# GOAL OF THE EXERCISE
Would you transcribe all of the data exactly, down to the last character?

Segment Start: DATA EXTRACT

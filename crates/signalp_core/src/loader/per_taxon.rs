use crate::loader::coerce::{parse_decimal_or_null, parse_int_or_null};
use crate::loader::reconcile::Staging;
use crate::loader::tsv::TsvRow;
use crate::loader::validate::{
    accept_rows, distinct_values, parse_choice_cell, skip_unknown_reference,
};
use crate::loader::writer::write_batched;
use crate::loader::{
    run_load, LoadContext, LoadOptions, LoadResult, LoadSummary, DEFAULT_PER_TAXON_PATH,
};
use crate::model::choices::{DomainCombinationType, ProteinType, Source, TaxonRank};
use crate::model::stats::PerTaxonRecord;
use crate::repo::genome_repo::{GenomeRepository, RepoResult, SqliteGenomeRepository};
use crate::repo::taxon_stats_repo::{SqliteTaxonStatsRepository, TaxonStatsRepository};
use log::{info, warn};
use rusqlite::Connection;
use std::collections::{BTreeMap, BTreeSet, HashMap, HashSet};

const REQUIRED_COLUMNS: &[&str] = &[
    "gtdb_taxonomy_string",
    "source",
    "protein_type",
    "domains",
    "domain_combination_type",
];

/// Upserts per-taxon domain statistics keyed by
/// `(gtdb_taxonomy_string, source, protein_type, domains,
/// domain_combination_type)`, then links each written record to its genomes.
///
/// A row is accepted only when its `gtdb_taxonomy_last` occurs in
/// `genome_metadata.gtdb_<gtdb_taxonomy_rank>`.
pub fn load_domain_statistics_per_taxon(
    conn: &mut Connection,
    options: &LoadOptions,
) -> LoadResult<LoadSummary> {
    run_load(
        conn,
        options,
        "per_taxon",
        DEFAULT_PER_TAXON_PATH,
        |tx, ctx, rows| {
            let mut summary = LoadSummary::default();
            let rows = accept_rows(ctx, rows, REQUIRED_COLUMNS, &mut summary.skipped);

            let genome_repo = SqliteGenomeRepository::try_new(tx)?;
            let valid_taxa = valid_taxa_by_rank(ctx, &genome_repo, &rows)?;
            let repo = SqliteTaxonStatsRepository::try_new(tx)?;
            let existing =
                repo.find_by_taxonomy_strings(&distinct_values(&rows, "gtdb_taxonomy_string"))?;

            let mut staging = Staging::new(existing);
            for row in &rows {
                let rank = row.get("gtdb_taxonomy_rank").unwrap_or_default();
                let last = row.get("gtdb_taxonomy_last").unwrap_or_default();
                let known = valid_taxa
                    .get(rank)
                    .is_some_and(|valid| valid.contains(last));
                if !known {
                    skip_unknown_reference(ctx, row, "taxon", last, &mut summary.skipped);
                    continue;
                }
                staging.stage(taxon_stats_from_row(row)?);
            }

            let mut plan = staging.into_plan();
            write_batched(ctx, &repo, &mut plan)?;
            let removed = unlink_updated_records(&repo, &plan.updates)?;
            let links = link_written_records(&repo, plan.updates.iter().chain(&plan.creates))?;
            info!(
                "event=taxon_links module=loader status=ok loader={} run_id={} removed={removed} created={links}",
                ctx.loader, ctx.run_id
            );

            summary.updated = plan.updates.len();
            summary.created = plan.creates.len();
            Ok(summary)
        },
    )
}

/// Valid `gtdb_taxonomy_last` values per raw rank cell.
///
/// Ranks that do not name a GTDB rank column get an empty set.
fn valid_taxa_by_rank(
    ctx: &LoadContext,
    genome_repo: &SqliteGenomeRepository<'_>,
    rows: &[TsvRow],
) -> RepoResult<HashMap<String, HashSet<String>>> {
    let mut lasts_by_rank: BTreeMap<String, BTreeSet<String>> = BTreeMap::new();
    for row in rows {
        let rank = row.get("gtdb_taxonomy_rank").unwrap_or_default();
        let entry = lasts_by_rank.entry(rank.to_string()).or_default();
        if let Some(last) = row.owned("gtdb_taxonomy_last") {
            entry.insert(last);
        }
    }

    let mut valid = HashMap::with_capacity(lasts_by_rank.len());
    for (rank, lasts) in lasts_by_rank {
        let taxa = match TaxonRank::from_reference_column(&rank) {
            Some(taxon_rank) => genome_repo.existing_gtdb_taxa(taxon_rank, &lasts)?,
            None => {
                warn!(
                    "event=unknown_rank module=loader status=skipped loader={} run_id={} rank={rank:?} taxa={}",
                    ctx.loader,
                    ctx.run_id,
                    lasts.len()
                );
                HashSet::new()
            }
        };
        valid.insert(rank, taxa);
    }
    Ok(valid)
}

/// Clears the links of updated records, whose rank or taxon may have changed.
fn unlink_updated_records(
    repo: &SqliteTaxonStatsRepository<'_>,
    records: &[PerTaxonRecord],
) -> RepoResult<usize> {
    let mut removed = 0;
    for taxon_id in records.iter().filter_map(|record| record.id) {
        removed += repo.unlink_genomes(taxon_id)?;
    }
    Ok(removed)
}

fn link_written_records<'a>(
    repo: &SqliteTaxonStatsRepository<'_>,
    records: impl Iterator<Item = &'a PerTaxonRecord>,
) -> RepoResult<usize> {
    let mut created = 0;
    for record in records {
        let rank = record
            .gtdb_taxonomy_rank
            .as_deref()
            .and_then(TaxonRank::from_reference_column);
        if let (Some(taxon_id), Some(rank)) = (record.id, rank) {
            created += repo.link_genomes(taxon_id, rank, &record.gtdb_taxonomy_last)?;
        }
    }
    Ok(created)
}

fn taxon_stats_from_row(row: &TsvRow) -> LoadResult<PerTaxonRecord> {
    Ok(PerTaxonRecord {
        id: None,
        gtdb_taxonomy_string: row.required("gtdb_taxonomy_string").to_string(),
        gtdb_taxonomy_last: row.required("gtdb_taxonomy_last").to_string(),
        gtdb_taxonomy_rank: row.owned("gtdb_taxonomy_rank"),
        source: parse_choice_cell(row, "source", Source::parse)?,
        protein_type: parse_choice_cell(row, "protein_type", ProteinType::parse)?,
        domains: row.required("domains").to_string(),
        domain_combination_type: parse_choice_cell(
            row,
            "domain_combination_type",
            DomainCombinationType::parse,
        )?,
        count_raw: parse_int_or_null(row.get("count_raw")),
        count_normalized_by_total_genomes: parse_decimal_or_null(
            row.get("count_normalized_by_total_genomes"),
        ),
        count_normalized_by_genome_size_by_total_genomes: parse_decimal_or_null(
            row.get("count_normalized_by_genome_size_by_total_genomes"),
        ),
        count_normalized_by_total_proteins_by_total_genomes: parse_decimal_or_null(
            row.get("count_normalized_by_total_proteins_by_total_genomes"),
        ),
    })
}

Segment End: DATA EXTRACT

# ANSWER FOR THIS EXERCISE
filename crates/signalp_core/src/loader/per_taxon.rs
use crate::loader::coerce::{parse_decimal_or_null, parse_int_or_null};
use crate::loader::reconcile::Staging;
use crate::loader::tsv::TsvRow;
use crate::loader::validate::{
    accept_rows, distinct_values, parse_choice_cell, skip_unknown_reference,
};
use crate::loader::writer::write_batched;
use crate::loader::{
    run_load, LoadContext, LoadOptions, LoadResult, LoadSummary, DEFAULT_PER_TAXON_PATH,
};
use crate::model::choices::{DomainCombinationType, ProteinType, Source, TaxonRank};
use crate::model::stats::PerTaxonRecord;
use crate::repo::genome_repo::{GenomeRepository, RepoResult, SqliteGenomeRepository};
use crate::repo::taxon_stats_repo::{SqliteTaxonStatsRepository, TaxonStatsRepository};
use log::{info, warn};
use rusqlite::Connection;
use std::collections::{BTreeMap, BTreeSet, HashMap, HashSet};

const REQUIRED_COLUMNS: &[&str] = &[
    "gtdb_taxonomy_string",
    "source",
    "protein_type",
    "domains",
    "domain_combination_type",
];

/// Upserts per-taxon domain statistics keyed by
/// `(gtdb_taxonomy_string, source, protein_type, domains,
/// domain_combination_type)`, then links each written record to its genomes.
///
/// A row is accepted only when its `gtdb_taxonomy_last` occurs in
/// `genome_metadata.gtdb_<gtdb_taxonomy_rank>`.
pub fn load_domain_statistics_per_taxon(
    conn: &mut Connection,
    options: &LoadOptions,
) -> LoadResult<LoadSummary> {
    run_load(
        conn,
        options,
        "per_taxon",
        DEFAULT_PER_TAXON_PATH,
        |tx, ctx, rows| {
            let mut summary = LoadSummary::default();
            let rows = accept_rows(ctx, rows, REQUIRED_COLUMNS, &mut summary.skipped);

            let genome_repo = SqliteGenomeRepository::try_new(tx)?;
            let valid_taxa = valid_taxa_by_rank(ctx, &genome_repo, &rows)?;
            let repo = SqliteTaxonStatsRepository::try_new(tx)?;
            let existing =
                repo.find_by_taxonomy_strings(&distinct_values(&rows, "gtdb_taxonomy_string"))?;

            let mut staging = Staging::new(existing);
            for row in &rows {
                let rank = row.get("gtdb_taxonomy_rank").unwrap_or_default();
                let last = row.get("gtdb_taxonomy_last").unwrap_or_default();
                let known = valid_taxa
                    .get(rank)
                    .is_some_and(|valid| valid.contains(last));
                if !known {
                    skip_unknown_reference(ctx, row, "taxon", last, &mut summary.skipped);
                    continue;
                }
                staging.stage(taxon_stats_from_row(row)?);
            }

            let mut plan = staging.into_plan();
            write_batched(ctx, &repo, &mut plan)?;
            let removed = unlink_updated_records(&repo, &plan.updates)?;
            let links = link_written_records(&repo, plan.updates.iter().chain(&plan.creates))?;
            info!(
                "event=taxon_links module=loader status=ok loader={} run_id={} removed={removed} created={links}",
                ctx.loader, ctx.run_id
            );

            summary.updated = plan.updates.len();
            summary.created = plan.creates.len();
            Ok(summary)
        },
    )
}

/// Valid `gtdb_taxonomy_last` values per raw rank cell.
///
/// Ranks that do not name a GTDB rank column get an empty set.
fn valid_taxa_by_rank(
    ctx: &LoadContext,
    genome_repo: &SqliteGenomeRepository<'_>,
    rows: &[TsvRow],
) -> RepoResult<HashMap<String, HashSet<String>>> {
    let mut lasts_by_rank: BTreeMap<String, BTreeSet<String>> = BTreeMap::new();
    for row in rows {
        let rank = row.get("gtdb_taxonomy_rank").unwrap_or_default();
        let entry = lasts_by_rank.entry(rank.to_string()).or_default();
        if let Some(last) = row.owned("gtdb_taxonomy_last") {
            entry.insert(last);
        }
    }

    let mut valid = HashMap::with_capacity(lasts_by_rank.len());
    for (rank, lasts) in lasts_by_rank {
        let taxa = match TaxonRank::from_reference_column(&rank) {
            Some(taxon_rank) => genome_repo.existing_gtdb_taxa(taxon_rank, &lasts)?,
            None => {
                warn!(
                    "event=unknown_rank module=loader status=skipped loader={} run_id={} rank={rank:?} taxa={}",
                    ctx.loader,
                    ctx.run_id,
                    lasts.len()
                );
                HashSet::new()
            }
        };
        valid.insert(rank, taxa);
    }
    Ok(valid)
}

/// Clears the links of updated records, whose rank or taxon may have changed.
fn unlink_updated_records(
    repo: &SqliteTaxonStatsRepository<'_>,
    records: &[PerTaxonRecord],
) -> RepoResult<usize> {
    let mut removed = 0;
    for taxon_id in records.iter().filter_map(|record| record.id) {
        removed += repo.unlink_genomes(taxon_id)?;
    }
    Ok(removed)
}

fn link_written_records<'a>(
    repo: &SqliteTaxonStatsRepository<'_>,
    records: impl Iterator<Item = &'a PerTaxonRecord>,
) -> RepoResult<usize> {
    let mut created = 0;
    for record in records {
        let rank = record
            .gtdb_taxonomy_rank
            .as_deref()
            .and_then(TaxonRank::from_reference_column);
        if let (Some(taxon_id), Some(rank)) = (record.id, rank) {
            created += repo.link_genomes(taxon_id, rank, &record.gtdb_taxonomy_last)?;
        }
    }
    Ok(created)
}

fn taxon_stats_from_row(row: &TsvRow) -> LoadResult<PerTaxonRecord> {
    Ok(PerTaxonRecord {
        id: None,
        gtdb_taxonomy_string: row.required("gtdb_taxonomy_string").to_string(),
        gtdb_taxonomy_last: row.required("gtdb_taxonomy_last").to_string(),
        gtdb_taxonomy_rank: row.owned("gtdb_taxonomy_rank"),
        source: parse_choice_cell(row, "source", Source::parse)?,
        protein_type: parse_choice_cell(row, "protein_type", ProteinType::parse)?,
        domains: row.required("domains").to_string(),
        domain_combination_type: parse_choice_cell(
            row,
            "domain_combination_type",
            DomainCombinationType::parse,
        )?,
        count_raw: parse_int_or_null(row.get("count_raw")),
        count_normalized_by_total_genomes: parse_decimal_or_null(
            row.get("count_normalized_by_total_genomes"),
        ),
        count_normalized_by_genome_size_by_total_genomes: parse_decimal_or_null(
            row.get("count_normalized_by_genome_size_by_total_genomes"),
        ),
        count_normalized_by_total_proteins_by_total_genomes: parse_decimal_or_null(
            row.get("count_normalized_by_total_proteins_by_total_genomes"),
        ),
    })
}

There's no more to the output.